Demand for 'Nagalim' influences political rhetoric in Nagaland as state gears up for Assembly elections
National Socialist Council of Nagalim Isak-Muivah (NSCN-IM) is one of the largest insurgent outfits, which has been demanding a separate Greater Nagland
Despite the diktat of the civil society groups and Naga organisations to boycott the upcoming Assembly elections in Nagaland over the demand of Nagalim, almost all mainstream political parties filed nominations for 27 February polls.
However, the demand for Greater Nagaland, the proposed sovereign State that will consist of all the Naga-inhabited areas of neighbouring Assam, Manipur, Arunachal Pradesh and a large tract of Myanmar, still looms large over the state elections.
Naga groups and demand for Greater Nagaland or Nagalim
The National Socialist Council of Nagalim Isak-Muivah (NSCN-IM) is one of the largest insurgent outfits, which has been demanding a separate ‘Nagalim’ state for over six decades.
According to Rediff, the NSCN was a Christian Naga nationalist militant group formed after opposition rose against the Shillong Accord signed by the then Naga National Council with the Government of India.
Under the Shillong Accord, it was agreed that Naga National Council (NNC) would give up arms. However, a group of around 140 members led by Thuingaleng Muivah, refused to accept the Shillong Accord, and formed the National Socialist Council of Nagaland in 1980, according to The Indian Express. Isak Chisi Swu and SS Khaplang were two other associates of Muivah.
In 1988, the NSCN split into NSCN (IM) and NSCN (K). Today, the NSCN (IM) is seen as the most prominent among all Naga groups.
NSCN-IM is of the opinion that Naga region was never a part of India and that India's first prime minister Jawaharlal Nehru’s argument that India had "inherited" the Naga area from the British was flawed.
The NSCN-IM demands “Greater Nagaland” which will have about 1,20,000 sq kilometre area. Today, the state of Nagaland covers 16,527 sq kilometre area.
Modi government's treaty with NSCN (IM)
In August 2015, Centre and the NSCN (IM) signed a landmark peace accord in the presence of Narendra Modi, Home Minister Rajnath Singh and National Security Advisor Ajit Doval to end animosity and "usher into a new era of peace".
The signing of the pact was the culmination of over 80 rounds of negotiations that spanned 16 years with first breakthrough in 1997 when ceasefire agreement was sealed.
"This agreement will end the oldest insurgency in the country. It will restore peace and pave the way for prosperity in the North East. It will advance a life of dignity, opportunity and equity for the Naga people, based on their genius and consistent with the uniqueness of the Naga people and their culture and traditions," Modi had said after the accord was signed.
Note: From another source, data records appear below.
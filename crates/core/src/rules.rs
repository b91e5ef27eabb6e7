//! Field-level validation and normalization rules for catalog entities.
//!
//! Every free-text value is trimmed before it is stored or compared. An
//! absent or empty-string value is "required"; a value that only becomes
//! empty after trimming is "empty".

use url::Url;

use crate::error::{CoreError, EntityKind};

/// Maximum title length in characters (matches the `VARCHAR(255)` columns).
pub const MAX_TITLE_LENGTH: usize = 255;

/// Validate and trim a title supplied on create.
pub fn require_title(entity: EntityKind, title: Option<&str>) -> Result<String, CoreError> {
    match title {
        None | Some("") => Err(CoreError::TitleRequired { entity }),
        Some(raw) => normalize_title(entity, raw),
    }
}

/// Validate and trim a title supplied on update.
///
/// Unlike [`require_title`], an empty string is reported as empty rather
/// than missing: the field was supplied, it just has no content.
pub fn normalize_title(entity: EntityKind, raw: &str) -> Result<String, CoreError> {
    let trimmed = raw.trim();
    if trimmed.is_empty() {
        return Err(CoreError::TitleEmpty { entity });
    }
    if trimmed.chars().count() > MAX_TITLE_LENGTH {
        return Err(CoreError::TitleTooLong {
            entity,
            max: MAX_TITLE_LENGTH,
        });
    }
    Ok(trimmed.to_string())
}

/// Maximum username length in characters.
pub const MAX_USERNAME_LENGTH: usize = 255;

/// Validate and trim a username supplied on create.
pub fn require_username(username: Option<&str>) -> Result<String, CoreError> {
    match username {
        None | Some("") => Err(CoreError::UsernameRequired),
        Some(raw) => normalize_username(raw),
    }
}

/// Validate and trim a username supplied on update.
pub fn normalize_username(raw: &str) -> Result<String, CoreError> {
    let trimmed = raw.trim();
    if trimmed.is_empty() {
        return Err(CoreError::UsernameEmpty);
    }
    if trimmed.chars().count() > MAX_USERNAME_LENGTH {
        return Err(CoreError::UsernameTooLong {
            max: MAX_USERNAME_LENGTH,
        });
    }
    Ok(trimmed.to_string())
}

/// Trim an optional free-text value, collapsing blank input to `None`.
pub fn trim_or_none(value: Option<&str>) -> Option<String> {
    value
        .map(str::trim)
        .filter(|v| !v.is_empty())
        .map(str::to_string)
}

/// Returns `true` if `raw` parses as an absolute URL with a host.
pub fn is_valid_content_url(raw: &str) -> bool {
    Url::parse(raw).map(|url| url.has_host()).unwrap_or(false)
}

/// Validate and normalize a lesson content URL.
///
/// An empty string means "no URL" and is accepted; anything else must be an
/// absolute URL. The stored value is trimmed.
pub fn normalize_content_url(raw: Option<&str>) -> Result<Option<String>, CoreError> {
    match raw {
        Some(value) if !value.is_empty() && !is_valid_content_url(value) => {
            Err(CoreError::ContentUrlInvalid)
        }
        other => Ok(trim_or_none(other)),
    }
}

/// Search terms are trimmed; blank terms disable the filter.
pub fn normalize_search_term(term: Option<&str>) -> Option<String> {
    trim_or_none(term)
}

#[cfg(test)]
mod tests {
    use assert_matches::assert_matches;

    use super::*;

    #[test]
    fn missing_title_is_required() {
        assert_matches!(
            require_title(EntityKind::Course, None),
            Err(CoreError::TitleRequired { entity: EntityKind::Course })
        );
        assert_matches!(
            require_title(EntityKind::Lesson, Some("")),
            Err(CoreError::TitleRequired { entity: EntityKind::Lesson })
        );
    }

    #[test]
    fn whitespace_title_is_empty_not_required() {
        for blank in [" ", "   ", "\t", "\n  \t"] {
            assert_matches!(
                require_title(EntityKind::Section, Some(blank)),
                Err(CoreError::TitleEmpty { entity: EntityKind::Section })
            );
        }
    }

    #[test]
    fn update_title_empty_string_is_empty() {
        assert_matches!(
            normalize_title(EntityKind::Course, ""),
            Err(CoreError::TitleEmpty { .. })
        );
    }

    #[test]
    fn title_is_trimmed() {
        assert_eq!(require_title(EntityKind::Course, Some("  X  ")).unwrap(), "X");
    }

    #[test]
    fn title_length_counts_characters() {
        let at_limit = "é".repeat(MAX_TITLE_LENGTH);
        assert!(normalize_title(EntityKind::Course, &at_limit).is_ok());

        let over = "a".repeat(MAX_TITLE_LENGTH + 1);
        assert_matches!(
            normalize_title(EntityKind::Course, &over),
            Err(CoreError::TitleTooLong { max: MAX_TITLE_LENGTH, .. })
        );
    }

    #[test]
    fn username_required_empty_and_length() {
        assert_matches!(require_username(None), Err(CoreError::UsernameRequired));
        assert_matches!(require_username(Some("")), Err(CoreError::UsernameRequired));
        assert_matches!(require_username(Some("  ")), Err(CoreError::UsernameEmpty));
        assert_eq!(require_username(Some(" ada ")).unwrap(), "ada");

        let at_limit = "a".repeat(MAX_USERNAME_LENGTH);
        assert!(normalize_username(&at_limit).is_ok());
        assert_matches!(
            normalize_username(&format!("{at_limit}a")),
            Err(CoreError::UsernameTooLong { max: MAX_USERNAME_LENGTH })
        );
    }

    #[test]
    fn trim_or_none_collapses_blank() {
        assert_eq!(trim_or_none(Some("  notes ")), Some("notes".to_string()));
        assert_eq!(trim_or_none(Some("   ")), None);
        assert_eq!(trim_or_none(Some("")), None);
        assert_eq!(trim_or_none(None), None);
    }

    #[test]
    fn content_url_requires_scheme_and_host() {
        assert!(is_valid_content_url("https://example.com/video.mp4"));
        assert!(is_valid_content_url("http://localhost:8080/a"));
        assert!(!is_valid_content_url("not-a-valid-url"));
        assert!(!is_valid_content_url("/relative/path"));
        assert!(!is_valid_content_url("example.com/video.mp4"));
        assert!(!is_valid_content_url("   "));
    }

    #[test]
    fn content_url_normalization() {
        assert_eq!(normalize_content_url(None).unwrap(), None);
        assert_eq!(normalize_content_url(Some("")).unwrap(), None);
        assert_eq!(
            normalize_content_url(Some("  https://example.com/a ")).unwrap(),
            Some("https://example.com/a".to_string())
        );
        assert_matches!(
            normalize_content_url(Some("not-a-valid-url")),
            Err(CoreError::ContentUrlInvalid)
        );
    }
}
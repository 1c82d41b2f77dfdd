use std::sync::Arc;
use std::time::Duration;

use bytes::Bytes;
use clap::Parser;
use tracing_subscriber::EnvFilter;

use raftcell::{
    bootstrap_group, ApplyEvent, EntryType, MemoryBus, MemoryWal, NodeId, RaftConfig, RaftNode,
};

#[derive(Parser, Debug)]
#[command(name = "raftcell")]
#[command(about = "Run a small in-process consensus group and watch it commit")]
struct Args {
    /// Number of nodes in the group
    #[arg(long, default_value = "3")]
    nodes: usize,

    /// Number of payloads to propose once a leader is elected
    #[arg(long, default_value = "5")]
    proposals: usize,
}

#[tokio::main]
async fn main() -> Result<(), Box<dyn std::error::Error>> {
    tracing_subscriber::fmt()
        .with_env_filter(
            EnvFilter::try_from_default_env().unwrap_or_else(|_| EnvFilter::new("info")),
        )
        .init();

    let args = Args::parse();
    if args.nodes < 2 {
        return Err("a group needs at least two nodes".into());
    }

    let bus = MemoryBus::new();
    let ids: Vec<NodeId> = (0..args.nodes)
        .map(|i| NodeId::from_hash(&format!("node{:04}", i)))
        .collect();
    let base = std::env::temp_dir().join(format!("raftcell-demo-{}", std::process::id()));

    let mut nodes = Vec::new();
    for (i, &id) in ids.iter().enumerate() {
        let dir = base.join(format!("n{}", i));
        bootstrap_group(&dir, &ids, ids.len())?;
        let cfg = RaftConfig::new("demo", "smoke", &dir);
        let wal = Arc::new(MemoryWal::new());
        let transport = Arc::new(bus.endpoint(id.to_string()));
        let (node, apply_rx) = RaftNode::start(cfg, id, wal, transport).await?;
        nodes.push(node.clone());

        // Each node prints what its state machine applies.
        tokio::spawn(consume_applies(i, node, apply_rx));
    }

    let leader = wait_for_leader(&nodes, Duration::from_secs(10))
        .await
        .ok_or("no leader elected")?;
    tracing::info!(leader = %leader.id(), "leader elected");

    for i in 0..args.proposals {
        leader
            .propose(Bytes::from(format!("payload-{}", i)))
            .await?;
    }

    // Give the group a moment to replicate and apply everywhere.
    tokio::time::sleep(Duration::from_secs(2)).await;
    for node in &nodes {
        let pos = node.position().await;
        tracing::info!(
            id = %node.id(),
            role = %node.role().await,
            term = pos.term,
            commit = pos.commit,
            applied = pos.applied,
            "final state"
        );
    }

    for node in &nodes {
        node.stop().await;
    }
    let _ = std::fs::remove_dir_all(&base);
    Ok(())
}

async fn consume_applies(
    idx: usize,
    node: RaftNode,
    mut apply_rx: tokio::sync::mpsc::Receiver<ApplyEvent>,
) {
    while let Some(event) = apply_rx.recv().await {
        match event {
            ApplyEvent::ReplayComplete => {}
            ApplyEvent::Committed(ce) => {
                for entry in &ce.entries {
                    if entry.kind == EntryType::Normal {
                        tracing::info!(
                            node = idx,
                            index = ce.index,
                            payload = %String::from_utf8_lossy(&entry.data),
                            "applied"
                        );
                    }
                }
                node.applied(ce.index).await;
            }
        }
    }
}

async fn wait_for_leader(nodes: &[RaftNode], timeout: Duration) -> Option<RaftNode> {
    let deadline = tokio::time::Instant::now() + timeout;
    while tokio::time::Instant::now() < deadline {
        for node in nodes {
            if node.is_leader().await {
                return Some(node.clone());
            }
        }
        tokio::time::sleep(Duration::from_millis(50)).await;
    }
    None
}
The accord however, according to this Indian Express report did not involve redrawing the state’s borders. What the deal involved was creating a mechanism which would create institutions allowing autonomy to Naga tribes living across the border in Manipur.
Why three North East states oppose Nagalim?
In March last year, NSCN (IM) general secretary Thuingaleng Muivah, announced that the Centre had accepted the demand for Greater Nagaland, sparking fear and anger in Manipur, Assam, and Arunachal Pradesh, Firstpost had reported.
The Centre had, however, strongly refuted the claim that it had agreed to carve out Nagalim, saying no such decision was taken.
In October last year, amid the debate over whether Assam and Manipur would loose parts of its land to Nagalim, Assam chief minister Sarbananda Sonowal had said that "not an inch of state’s land would be parted with", The Telegraph had reported.
Similarly, Manipur is also against the Greater Nagaland demand since NSCN (IM) wants the Naga-inhabited hill districts of Manipur included in Nagalim.
RSS' draft plan for Greater Nagaland
In January this year, Jagadamba Mall, a RSS functionary who has been working in Nagaland for the last 40 years, came up with a draft agreement between the NSCN (IM) and Government of India.
Mall had clarified that draft plan by no means was connected to the BJP or the RSS.
Mall's draft for Nagaland peace process, according to The Wire, proposed a union territory (UT) carved out of the five border districts of Nagaland. The union territory, named “Frontier Nagaland”, comprises five districts bordering Myanmar.
BJP plays it safe
In an interview with The Times of India on 7 February, responding to the question on BJP's stand on the demand for Nagalim, party national general secretary Ram Madhav had said that all the stakeholders would be taken into confidence before the the Naga Peace Accord was concluded.
"So people need not have any fears about any issues. The views of all the concerned sections will be taken into account. If there are any issues that need any consultation with other states, I’m sure the government will do that," Madhav was quoted as saying by The Times of India.